- Born: Christopher Wendell Randall 1968 (age 57–58) Waikiki
- Origin: Honolulu, Hawaii
- Genres: Electronica, industrial rock, jazz fusion
- Occupations: Musician, songwriter
- Instruments: Digital programming, guitar
- Years active: 1989–present
- Label: Positron! Records

= Chris Randall (musician) =

American musician

Chris Randall (born 1968) is an American musician and the current frontman of Sister Machine Gun. In 1998, he created a side-project called Micronaut, focusing on more instrumental music that was not necessarily appropriate for Sister Machine Gun.

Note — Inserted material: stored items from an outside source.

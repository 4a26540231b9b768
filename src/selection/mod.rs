pub mod selection_strategy;
pub mod tournament;

pub use selection_strategy::SelectionStrategy;
pub use tournament::TournamentSelection;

After disbanding Sister Machine Gun in 2007, he began his solo career and released the EP Cheap Sensation and the full-length album The Devil His Due. Chris also collaborates with Wade Alin from Christ Analogue on the IDM project Scanalyzer.
In 2015 he rebanded Sister Machine Gun to release The Future Unformed on WTII.

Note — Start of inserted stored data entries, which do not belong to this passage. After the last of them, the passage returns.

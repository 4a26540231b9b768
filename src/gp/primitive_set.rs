//! # Primitive sets
//!
//! A [`PrimitiveSet`] is the catalogue a tree draws its nodes from, with a
//! selection weight per primitive. Individuals with ADFs use one set per tree
//! index, gathered in a [`PrimitiveSuperSet`].
//!
//! The set also decides how argument references inside trees bound to it are
//! evaluated when the tree is called as an ADF or module (see
//! [`ArgumentStrategy`]).

use std::sync::Arc;

use crate::error::{BeagleError, Result};
use crate::gp::primitive::{place, Primitive, SelectionScope};
use crate::gp::primitives::{Argument, ModuleInvoker};
use crate::gp::value::ValueType;
use crate::rng::RandomNumberGenerator;

/// How the arguments of a call into a tree bound to this set are evaluated.
#[derive(Debug, Clone, Copy, Default, PartialEq, Eq)]
pub enum ArgumentStrategy {
    /// Every access re-executes the caller's subtree.
    JustInTime,
    /// The first access per call executes the caller's subtree and keeps the value.
    #[default]
    Caching,
    /// All arguments are executed before the callee body runs.
    Precompute,
}

/// Which nodes a selection may return.
#[derive(Debug, Clone, Copy, PartialEq, Eq)]
pub enum NodeCategory {
    /// Zero-arity primitives only.
    Leaf,
    /// Primitives taking at least one child.
    Branch,
    Any,
}

#[derive(Debug, Clone)]
struct Entry {
    primitive: Arc<dyn Primitive>,
    weight: f64,
}

#[derive(Debug, Clone, Default)]
pub struct PrimitiveSet {
    entries: Vec<Entry>,
    root_type: ValueType,
    argument_strategy: ArgumentStrategy,
}

impl PrimitiveSet {
    pub fn new() -> Self {
        Self::default()
    }

    /// Sets the type the root of every tree bound to this set must return.
    pub fn with_root_type(mut self, root_type: ValueType) -> Self {
        self.root_type = root_type;
        self
    }

    pub fn with_argument_strategy(mut self, strategy: ArgumentStrategy) -> Self {
        self.argument_strategy = strategy;
        self
    }

    /// Adds a primitive with selection weight 1.
    pub fn insert(&mut self, primitive: Arc<dyn Primitive>) -> Result<()> {
        self.insert_weighted(primitive, 1.0)
    }

    /// Adds a primitive with the given selection weight.
    ///
    /// # Errors
    ///
    /// Returns a configuration error for duplicate names and for negative or
    /// non-finite weights.
    pub fn insert_weighted(&mut self, primitive: Arc<dyn Primitive>, weight: f64) -> Result<()> {
        if !weight.is_finite() || weight < 0.0 {
            return Err(BeagleError::Configuration(format!(
                "invalid selection weight {} for primitive `{}`",
                weight,
                primitive.name()
            )));
        }
        if self.get(primitive.name()).is_some() {
            return Err(BeagleError::Configuration(format!(
                "primitive `{}` is already in the set",
                primitive.name()
            )));
        }
        self.entries.push(Entry { primitive, weight });
        Ok(())
    }

    /// Builder-style variant of [`PrimitiveSet::insert`].
    pub fn with(mut self, primitive: Arc<dyn Primitive>) -> Result<Self> {
        self.insert(primitive)?;
        Ok(self)
    }

    pub fn root_type(&self) -> ValueType {
        self.root_type
    }

    pub fn argument_strategy(&self) -> ArgumentStrategy {
        self.argument_strategy
    }

    pub fn len(&self) -> usize {
        self.entries.len()
    }

    pub fn is_empty(&self) -> bool {
        self.entries.is_empty()
    }

    pub fn primitives(&self) -> impl Iterator<Item = &Arc<dyn Primitive>> {
        self.entries.iter().map(|entry| &entry.primitive)
    }

    pub fn get(&self, name: &str) -> Option<&Arc<dyn Primitive>> {
        self.entries
            .iter()
            .find(|entry| entry.primitive.name() == name)
            .map(|entry| &entry.primitive)
    }

    /// Looks a primitive up by name, falling back to the argument references
    /// and module invoker that module trees use without declaring them.
    pub fn resolve(&self, name: &str) -> Option<Arc<dyn Primitive>> {
        if let Some(primitive) = self.get(name) {
            return Some(Arc::clone(primitive));
        }
        if name == ModuleInvoker::NAME {
            return Some(Arc::new(ModuleInvoker::template()));
        }
        name.strip_prefix(Argument::PREFIX)
            .and_then(|index| index.parse::<usize>().ok())
            .map(|index| Arc::new(Argument::new(index)) as Arc<dyn Primitive>)
    }

    /// Draws a primitive of `category` whose return type fits `return_type`,
    /// weighted by selection weight, and returns the instance to place in a node.
    pub fn select(
        &self,
        category: NodeCategory,
        return_type: ValueType,
        scope: &SelectionScope<'_>,
        rng: &mut RandomNumberGenerator,
    ) -> Option<Arc<dyn Primitive>> {
        self.select_where(scope, rng, |primitive, arity| {
            let category_matches = match category {
                NodeCategory::Leaf => arity == 0,
                NodeCategory::Branch => arity > 0,
                NodeCategory::Any => true,
            };
            category_matches && primitive.return_type().is_compatible_with(return_type)
        })
    }

    /// Weighted draw among usable primitives accepted by `filter`, which
    /// receives each primitive with its arity in `scope`.
    pub fn select_where<F>(
        &self,
        scope: &SelectionScope<'_>,
        rng: &mut RandomNumberGenerator,
        filter: F,
    ) -> Option<Arc<dyn Primitive>>
    where
        F: Fn(&dyn Primitive, usize) -> bool,
    {
        let candidates: Vec<&Entry> = self
            .entries
            .iter()
            .filter(|entry| entry.weight > 0.0 && entry.primitive.is_usable(scope))
            .filter(|entry| {
                let arity = scoped_arity(entry.primitive.as_ref(), scope);
                filter(entry.primitive.as_ref(), arity)
            })
            .collect();
        let weights: Vec<f64> = candidates.iter().map(|entry| entry.weight).collect();
        let chosen = rng.roll_weighted(&weights)?;
        Some(place(&candidates[chosen].primitive, scope, rng))
    }

    /// Whether at least one usable primitive of `category` fits `return_type`.
    pub fn has_category(
        &self,
        category: NodeCategory,
        return_type: ValueType,
        scope: &SelectionScope<'_>,
    ) -> bool {
        self.entries.iter().any(|entry| {
            let arity = scoped_arity(entry.primitive.as_ref(), scope);
            let category_matches = match category {
                NodeCategory::Leaf => arity == 0,
                NodeCategory::Branch => arity > 0,
                NodeCategory::Any => true,
            };
            entry.weight > 0.0
                && entry.primitive.is_usable(scope)
                && category_matches
                && entry.primitive.return_type().is_compatible_with(return_type)
        })
    }
}

/// Arity a primitive will have once placed in `scope`. ADF invokers take the
/// argument count of the tree they call.
fn scoped_arity(primitive: &dyn Primitive, scope: &SelectionScope<'_>) -> usize {
    match primitive.kind() {
        crate::gp::primitive::PrimitiveKind::Adf(tree_index) => scope
            .tree_arguments
            .get(tree_index)
            .copied()
            .unwrap_or_else(|| primitive.arity()),
        _ => primitive.arity(),
    }
}

/// One primitive set per tree index.
#[derive(Debug, Clone, Default)]
pub struct PrimitiveSuperSet {
    sets: Vec<PrimitiveSet>,
}

impl PrimitiveSuperSet {
    pub fn new() -> Self {
        Self::default()
    }

    pub fn with_set(mut self, set: PrimitiveSet) -> Self {
        self.sets.push(set);
        self
    }

    pub fn push(&mut self, set: PrimitiveSet) -> usize {
        self.sets.push(set);
        self.sets.len() - 1
    }

    pub fn len(&self) -> usize {
        self.sets.len()
    }

    pub fn is_empty(&self) -> bool {
        self.sets.is_empty()
    }

    pub fn get(&self, index: usize) -> Result<&PrimitiveSet> {
        self.sets.get(index).ok_or_else(|| {
            BeagleError::Configuration(format!(
                "no primitive set with index {} ({} sets available)",
                index,
                self.sets.len()
            ))
        })
    }
}

#[cfg(test)]
mod tests {
    use super::*;
    use crate::gp::primitives::{Add, AdfInvoker, EphemeralDouble, Token, Variable};
    use crate::gp::value::Value;

    fn arithmetic_set() -> PrimitiveSet {
        let mut set = PrimitiveSet::new();
        set.insert(Arc::new(Add)).unwrap();
        set.insert(Arc::new(Variable::new("X"))).unwrap();
        set.insert(Arc::new(Token::new("ONE", Value::Float(1.0)))).unwrap();
        set
    }

    #[test]
    fn test_duplicate_names_rejected() {
        let mut set = arithmetic_set();
        assert!(set.insert(Arc::new(Add)).is_err());
        assert!(set
            .insert_weighted(Arc::new(Variable::new("Y")), -1.0)
            .is_err());
    }

    #[test]
    fn test_select_respects_category() {
        let set = arithmetic_set();
        let mut rng = RandomNumberGenerator::from_seed(9);
        let scope = SelectionScope::default();
        for _ in 0..20 {
            let leaf = set
                .select(NodeCategory::Leaf, ValueType::Any, &scope, &mut rng)
                .unwrap();
            assert_eq!(leaf.arity(), 0);
            let branch = set
                .select(NodeCategory::Branch, ValueType::Any, &scope, &mut rng)
                .unwrap();
            assert_eq!(branch.name(), "+");
        }
    }

    #[test]
    fn test_select_respects_type() {
        let set = arithmetic_set();
        let mut rng = RandomNumberGenerator::from_seed(10);
        let scope = SelectionScope::default();
        assert!(set
            .select(NodeCategory::Leaf, ValueType::Bool, &scope, &mut rng)
            .is_none());
        assert!(!set.has_category(NodeCategory::Branch, ValueType::Bool, &scope));
        assert!(set.has_category(NodeCategory::Leaf, ValueType::Float, &scope));
    }

    #[test]
    fn test_select_spawns_ephemerals() {
        let mut set = PrimitiveSet::new();
        set.insert(Arc::new(EphemeralDouble::new("E", -1.0, 1.0)))
            .unwrap();
        let mut rng = RandomNumberGenerator::from_seed(11);
        let scope = SelectionScope::default();
        let a = set
            .select(NodeCategory::Leaf, ValueType::Any, &scope, &mut rng)
            .unwrap();
        let b = set
            .select(NodeCategory::Leaf, ValueType::Any, &scope, &mut rng)
            .unwrap();
        assert!(!Arc::ptr_eq(&a, &b));
        assert!(a.parameter().is_some());
    }

    #[test]
    fn test_adf_arity_follows_scope() {
        let mut set = PrimitiveSet::new();
        set.insert(Arc::new(AdfInvoker::new(1))).unwrap();
        set.insert(Arc::new(Variable::new("X"))).unwrap();
        let mut rng = RandomNumberGenerator::from_seed(12);

        let arguments = [0, 2];
        let scope = SelectionScope::new(0, &arguments);
        let branch = set
            .select(NodeCategory::Branch, ValueType::Any, &scope, &mut rng)
            .unwrap();
        assert_eq!(branch.name(), "ADF1");
        assert_eq!(branch.arity(), 2);

        // Without a second tree the invoker cannot be used.
        let scope = SelectionScope::new(0, &arguments[..1]);
        assert!(set
            .select(NodeCategory::Branch, ValueType::Any, &scope, &mut rng)
            .is_none());
    }

    #[test]
    fn test_resolve_builtin_references() {
        let set = arithmetic_set();
        assert_eq!(set.resolve("ARG3").unwrap().name(), "ARG3");
        assert_eq!(set.resolve("MODULE").unwrap().name(), "MODULE");
        assert!(set.resolve("ARGx").is_none());
        assert!(set.resolve("unknown").is_none());
    }

    #[test]
    fn test_super_set_lookup() {
        let super_set = PrimitiveSuperSet::new().with_set(arithmetic_set());
        assert!(super_set.get(0).is_ok());
        assert!(matches!(
            super_set.get(1),
            Err(BeagleError::Configuration(_))
        ));
    }
}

In 1998, he founded his self owned label, Positron! Records, and also runs Audio Damage, a creator of music software plug-ins and synthesizer modules.

==Discography==

===Sister Machine Gun===

- 1992: Sins of the Flesh
- 1994: The Torture Technique
- 1995: Burn
- 1997: Metropolis
- 1999: [[Revolution (Sister Machine Gun album)|[R]evolution]]
- 2000: Transient 5.2 EP
- 2000: 6.0
- 2003: Influence
- 2015: The Future Unformed

===Micronaut===
- 1998: Micronaut
- 2000: Io
- 2002: Ganymede
- 2005: Europa
- 2006: Pasiphae
- 2007: Bhopal Muffin
- 2008: Callisto
- 2009: Frampton, Comes Alive
- 2010: Resistor
- 2010: Capacitor
- 2010: Study One
- 2025: technocolored - unalbumed micronaut 97 - 10

===Scanalyzer===
- 2007: On the one and the zero

===Solo===
Albums
- 2007: The Devil His Due
- 2014: floats on air

EPs
- 2007: Cheap Sensation
- 2012: electromechanical
- 2020: Depth of Field

==YACHT Controversy==
In January 2009, Pitchfork reported that Jona Bechtolt of YACHT publicly admitted to using pirated versions of Audio Damage software. The statements resulted in three-and-a-half-year legal battle between Bechtolt and Randall, in what Pitchfork described as a "Nerd Flame War."